I agree, there is no universal best, probably. But is there a concrete listing of a number of use-cases and the different weights of things, plus flexibility especially around forward-looking designs? You don't mention the lack of recursion in CTV vs CAT+CSFS, which is a *huge* difference in the available design space for developers. This stuff is critical to get right and we're barely even talking about it, let alone at a position of deciding something?

I do not see how we can make an argument for any specific covenant
under (c) here. We could just as well be talking about
TLUV/CAT+CHECKSIGFROMSTACK/etc, and nearly anyone who is going to use
CTV can probably just as easily use those instead - ie this has
nothing to do with "will people use it".

I'm curious how we as a technical community will be able to determine which is the best approach. Again, I like starting simple and general, gathering real usage data, and then optimizing for demonstrated needs. But the simplest and most general approaches seem to be too general for some people (because they enable recursive covenants), seemingly forcing us into looking only at application-optimized designs.  In that case, I think the main thing we want to know about these narrow proposals for new applications is whether the applications and the proposed consensus changes will actually receive significant use.  For that, I think we need some sort of test bed with real paying users, and ideally one that is as similar to Bitcoin mainnet as possible.

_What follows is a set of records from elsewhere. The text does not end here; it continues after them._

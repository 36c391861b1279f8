mod support;

use std::sync::Arc;

use mtv_filter::FilterError;
use mtv_model::{
    EntityKind, FilterPath, HierarchyNode, NodeFiltering, NodeKey, PathSegment, VisibilityState,
    VisibilityStatus,
};
use mtv_viewport::{ViewState, Viewport};
use mtv_visibility::{HandlerConfig, HandlerProps, HierarchyVisibilityHandler, VisibilityError};
use support::*;
use tokio::task::yield_now;

#[tokio::test(start_paused = true)]
async fn change_supersedes_pending_status_request() {
    let Fixture {
        source, handler, ..
    } = setup(ViewState::default());
    let node = subject("0x1");
    source.hold_queries();

    let (superseded, changed, ()) = tokio::join!(
        handler.get_visibility_status(&node),
        handler.change_visibility(&node, true),
        async {
            yield_now().await;
            source.release_queries();
        }
    );
    assert_eq!(superseded.expect("status"), VisibilityStatus::fallback());
    changed.expect("change");

    settle().await;
    assert_eq!(status(&handler, &node).await, VisibilityStatus::visible());
}

#[tokio::test(start_paused = true)]
async fn superseded_change_is_not_applied() {
    let Fixture {
        source,
        viewport,
        handler,
    } = setup(ViewState::default());
    let node = model("0x10");
    source.hold_queries();

    let (first, second, ()) = tokio::join!(
        handler.change_visibility(&node, true),
        async {
            yield_now().await;
            handler.change_visibility(&node, false).await
        },
        async {
            yield_now().await;
            yield_now().await;
            source.release_queries();
        }
    );
    first.expect("first");
    second.expect("second");
    settle().await;
    assert!(!viewport.views_model(&"0x10".to_string()));
    // Turning the model on would have displayed its categories.
    assert!(!viewport.views_category(&"0x20".to_string()));
}

#[tokio::test(start_paused = true)]
async fn status_request_outlives_an_earlier_change() {
    let Fixture {
        source, handler, ..
    } = setup(ViewState {
        viewed_categories: set(&["0x20"]),
        ..all_visible()
    });
    let node = category("0x21");
    source.hold_queries();

    // Hiding a hidden category writes nothing, so no notification follows.
    let (changed, answered, ()) = tokio::join!(
        handler.change_visibility(&node, false),
        async {
            yield_now().await;
            handler.get_visibility_status(&node).await
        },
        async {
            yield_now().await;
            yield_now().await;
            source.release_queries();
        }
    );
    changed.expect("change");
    assert_eq!(answered.expect("status"), VisibilityStatus::hidden());
}

#[tokio::test(start_paused = true)]
async fn visibility_change_abandons_pending_status_request() {
    let Fixture {
        source,
        viewport,
        handler,
    } = setup(all_visible());
    source.hold_queries();

    let model_0x10 = model("0x10");
    let (abandoned, ()) = tokio::join!(handler.get_visibility_status(&model_0x10), async {
        yield_now().await;
        viewport.change_model_display(&set(&["0x11"]), false);
        settle().await;
        source.release_queries();
    });
    assert_eq!(abandoned.expect("status"), VisibilityStatus::fallback());
    assert_eq!(status(&handler, &model("0x10")).await, VisibilityStatus::visible());
}

#[tokio::test(start_paused = true)]
async fn viewport_event_bursts_notify_once() {
    let Fixture {
        viewport, handler, ..
    } = setup(all_visible());
    let count = count_notifications(&handler);

    viewport.change_model_display(&set(&["0x10"]), false);
    viewport.change_category_display(&set(&["0x20"]), false, false);
    viewport.change_sub_category_display(&"0x51".to_string(), false);
    viewport.set_never_drawn(set(&["0x102"]));
    settle().await;
    assert_eq!(notifications(&count), 1);

    viewport.change_model_display(&set(&["0x10"]), true);
    settle().await;
    assert_eq!(notifications(&count), 2);
}

#[tokio::test(start_paused = true)]
async fn debounce_window_coalesces_spread_events() {
    let config = HandlerConfig {
        change_event_debounce_ms: 30,
        ..HandlerConfig::default()
    };
    let Fixture {
        viewport, handler, ..
    } = setup_with(all_visible(), config);
    let count = count_notifications(&handler);

    viewport.change_model_display(&set(&["0x10"]), false);
    tokio::time::sleep(std::time::Duration::from_millis(10)).await;
    viewport.change_model_display(&set(&["0x11"]), false);
    tokio::time::sleep(std::time::Duration::from_millis(10)).await;
    assert_eq!(notifications(&count), 0);
    settle().await;
    assert_eq!(notifications(&count), 1);
}

#[tokio::test(start_paused = true)]
async fn nested_suppression_defers_notification_until_last_resume() {
    let Fixture {
        viewport, handler, ..
    } = setup(all_visible());
    let count = count_notifications(&handler);

    handler.suppress_change_events();
    handler.suppress_change_events();
    viewport.change_model_display(&set(&["0x10"]), false);
    settle().await;
    assert_eq!(notifications(&count), 0);

    handler.resume_change_events();
    settle().await;
    assert_eq!(notifications(&count), 0);
    assert!(handler.is_suppressed());

    handler.resume_change_events();
    settle().await;
    assert_eq!(notifications(&count), 1);

    // Unmatched resumes saturate.
    handler.resume_change_events();
    assert!(!handler.is_suppressed());
}

#[tokio::test(start_paused = true)]
async fn suppression_guard_resumes_on_drop() {
    let Fixture {
        viewport, handler, ..
    } = setup(all_visible());
    let count = count_notifications(&handler);
    {
        let _guard = handler.suppress();
        viewport.change_model_display(&set(&["0x11"]), false);
        settle().await;
        assert_eq!(notifications(&count), 0);
    }
    settle().await;
    assert_eq!(notifications(&count), 1);
}

/// Subject 0x1 -> model 0x10 -> category 0x20 -> element 0x100, and
/// subject 0x1 -> model 0x10 -> category 0x21.
fn filter_paths() -> Vec<FilterPath> {
    vec![
        vec![
            PathSegment::instance(SUBJECT, "0x1"),
            PathSegment::instance(MODEL, "0x10"),
            PathSegment::instance(CATEGORY, "0x20"),
            PathSegment::instance(ELEMENT, "0x100"),
        ],
        vec![
            PathSegment::instance(SUBJECT, "0x1"),
            PathSegment::instance(MODEL, "0x10"),
            PathSegment::instance(CATEGORY, "0x21"),
        ],
    ]
}

fn on_filter_path(node: HierarchyNode, parents: &[(&str, &str)]) -> HierarchyNode {
    node.with_parent_keys(
        parents
            .iter()
            .map(|(class_name, id)| NodeKey::instance(*class_name, *id))
            .collect(),
    )
    .with_filtering(NodeFiltering::default())
}

#[tokio::test(start_paused = true)]
async fn filtered_nodes_answer_for_their_matches_only() {
    let Fixture { handler, .. } = setup(ViewState {
        never_drawn: Some(set(&["0x103"])),
        ..all_visible()
    });
    handler.set_filter_paths(Some(filter_paths()));

    let filtered_category = on_filter_path(
        model_category("0x10", "0x20"),
        &[(SUBJECT, "0x1"), (MODEL, "0x10")],
    );
    assert_eq!(status(&handler, &filtered_category).await.state, VisibilityState::Visible);
    let filtered_model = on_filter_path(model("0x10"), &[(SUBJECT, "0x1")]);
    assert_eq!(status(&handler, &filtered_model).await.state, VisibilityState::Visible);

    // The same nodes outside a filter see 0x103.
    assert_eq!(
        status(&handler, &model_category("0x10", "0x20")).await.state,
        VisibilityState::Partial
    );
    handler.set_filter_paths(None);
    assert_eq!(status(&handler, &filtered_category).await.state, VisibilityState::Partial);
}

#[tokio::test(start_paused = true)]
async fn filtered_change_touches_matches_only() {
    let Fixture {
        viewport, handler, ..
    } = setup(all_visible());
    handler.set_filter_paths(Some(filter_paths()));
    let filtered_category = on_filter_path(
        model_category("0x10", "0x20"),
        &[(SUBJECT, "0x1"), (MODEL, "0x10")],
    );

    change(&handler, &filtered_category, false).await;
    assert_eq!(viewport.drawn(mtv_model::SetType::Never), set(&["0x100", "0x101"]));
    assert!(viewport.views_category(&"0x20".to_string()));
    assert_eq!(status(&handler, &filtered_category).await.state, VisibilityState::Hidden);
    assert_eq!(
        status(&handler, &element("0x10", "0x20", "0x103")).await.state,
        VisibilityState::Visible
    );
}

#[tokio::test(start_paused = true)]
async fn concurrent_requests_share_one_tree_build() {
    let Fixture {
        source, handler, ..
    } = setup(all_visible());
    handler.set_filter_paths(Some(filter_paths()));
    let first = on_filter_path(model("0x10"), &[(SUBJECT, "0x1")]);
    let second = on_filter_path(
        model_category("0x10", "0x21"),
        &[(SUBJECT, "0x1"), (MODEL, "0x10")],
    );

    let (a, b) = tokio::join!(
        handler.get_visibility_status(&first),
        handler.get_visibility_status(&second)
    );
    a.expect("first");
    b.expect("second");
    // subject: 8 checks, model: 4, category: 3, element: 2
    assert_eq!(source.class_inspections(), 17);
    let tree = handler.filtered_tree().await.expect("tree").expect("filter set");
    assert!(tree.find(&["0x1", "0x10", "0x20", "0x100"]).is_some());
    assert_eq!(source.class_inspections(), 17);
}

#[tokio::test(start_paused = true)]
async fn unresolvable_filter_paths_fail_requests() {
    let Fixture { handler, .. } = setup(all_visible());
    handler.set_filter_paths(Some(vec![vec![PathSegment::instance("Unknown.Thing", "0x99")]]));
    let node = HierarchyNode::new(NodeKey::instance("Unknown.Thing", "0x99"), EntityKind::Model)
        .with_filtering(NodeFiltering::default());
    let err = handler
        .get_visibility_status(&node)
        .await
        .expect_err("structural error");
    assert!(matches!(
        err,
        VisibilityError::Filter(FilterError::UnresolvableSegment { .. })
    ));
    assert!(!err.is_recoverable());
}

#[tokio::test(start_paused = true)]
async fn dispose_unsubscribes_everything() {
    let Fixture {
        viewport, handler, ..
    } = setup(all_visible());
    count_notifications(&handler);
    assert_eq!(viewport.events().viewed_models_changed.listener_count(), 1);
    assert_eq!(viewport.events().always_drawn_changed.listener_count(), 2);

    handler.dispose();
    assert!(handler.is_disposed());
    for event in viewport.events().all() {
        assert_eq!(event.listener_count(), 0);
    }
    assert_eq!(handler.on_visibility_change().listener_count(), 0);
    let err = handler
        .get_visibility_status(&model("0x10"))
        .await
        .expect_err("disposed");
    assert_eq!(err, VisibilityError::Disposed);
}

#[test]
fn creating_outside_a_runtime_fails() {
    let source = mtv_query::MemoryQuerySource::new(scene());
    let err = HierarchyVisibilityHandler::new(HandlerProps {
        viewport: Arc::new(mtv_viewport::MemoryViewport::default()),
        query_source: Arc::new(source.clone()),
        class_inspector: Arc::new(source),
        ids_cache: None,
        config: HandlerConfig::default(),
    })
    .expect_err("no runtime");
    assert_eq!(err, VisibilityError::NoRuntime);
}
//! Query shapes and the capabilities consumed from the data store.

use async_trait::async_trait;
use futures_util::stream::BoxStream;
use mtv_model::Id;

use crate::error::Result;

/// One row: column name to value.
pub type Row = serde_json::Map<String, serde_json::Value>;

/// Lazy row sequence produced by a [`QuerySource`].
pub type RowStream = BoxStream<'static, Result<Row>>;

/// Query shapes run against the data store. Each variant carries its bindings.
#[derive(Debug, Clone, PartialEq, Eq, Hash)]
pub enum Query {
    /// `{id, parentId?, targetPartitionId?}` for every subject.
    Subjects,
    /// `{id, parentId}` for every model, parent being the owning subject.
    Models,
    /// `{id, definitionContainerId?}` for every category.
    Categories,
    /// `{id, parentId?}` for every definition container.
    DefinitionContainers,
    /// `{id, tableId, parentId?}` for every classification.
    Classifications,
    /// `{classificationId, categoryId}` relationships.
    ClassificationCategories,
    /// `{id}` of the categories of a model's root elements.
    ModelCategories { model_id: Id },
    /// `{id, categoryId, parentId?}` of root elements in a model and category.
    CategoryElements { model_id: Id, category_id: Id },
    /// `{id, categoryId, parentId}` of an element's direct children.
    ElementChildren { element_id: Id },
    /// `{id, categoryId, isDefault}` of a category's sub-categories.
    SubCategories { category_id: Id },
    /// `{id, modelId, categoryId, parentId?}` of the given elements, with the
    /// category taken from the top-most ancestor of each element.
    ElementCategoryInfo { element_ids: Vec<Id> },
}

impl Query {
    /// Stable name of the query shape.
    pub fn name(&self) -> &'static str {
        match self {
            Self::Subjects => "Subjects",
            Self::Models => "Models",
            Self::Categories => "Categories",
            Self::DefinitionContainers => "DefinitionContainers",
            Self::Classifications => "Classifications",
            Self::ClassificationCategories => "ClassificationCategories",
            Self::ModelCategories { .. } => "ModelCategories",
            Self::CategoryElements { .. } => "CategoryElements",
            Self::ElementChildren { .. } => "ElementChildren",
            Self::SubCategories { .. } => "SubCategories",
            Self::ElementCategoryInfo { .. } => "ElementCategoryInfo",
        }
    }
}

/// Options passed along with a query.
#[derive(Debug, Clone, Default, PartialEq, Eq)]
pub struct QueryOptions {
    /// A newer query carrying the same token interrupts an older one that is
    /// still running.
    pub restart_token: Option<String>,
}

impl QueryOptions {
    pub fn with_restart_token(token: impl Into<String>) -> Self {
        Self {
            restart_token: Some(token.into()),
        }
    }
}

/// Opaque row-producing data store.
pub trait QuerySource: Send + Sync {
    /// Creates a reader for `query`. Nothing runs until the stream is polled.
    fn create_query_reader(&self, query: &Query, options: &QueryOptions) -> RowStream;
}

/// Class-hierarchy inspection.
#[async_trait]
pub trait ClassInspector: Send + Sync {
    /// Whether `candidate_class` is `base_class` or derives from it.
    async fn class_derives_from(&self, candidate_class: &str, base_class: &str) -> Result<bool>;
}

Again, you're writing off the real and nontrivial risk of doing a fork to begin with. You're also writing off something organic that has happened without issue time and time again - a community of independent contributors who care about Bitcoin working together to make decisions on what is or isn't the "right way to go" is something we've all collaboratively done time and time again. Why are you suggesting its something that you "don't know how to do"?

Again, my point *is not* "will people use CTV", I think they will. I think they would also use TLUV if that were activated for the exact same use-cases. I think they would also use CAT+CSFS if that were what was activated, again for the exact same use-cases. Given that, I'm not sure how your proposal teaches us anything at all, aside from "yes, there was demand for *some* kind of covenant".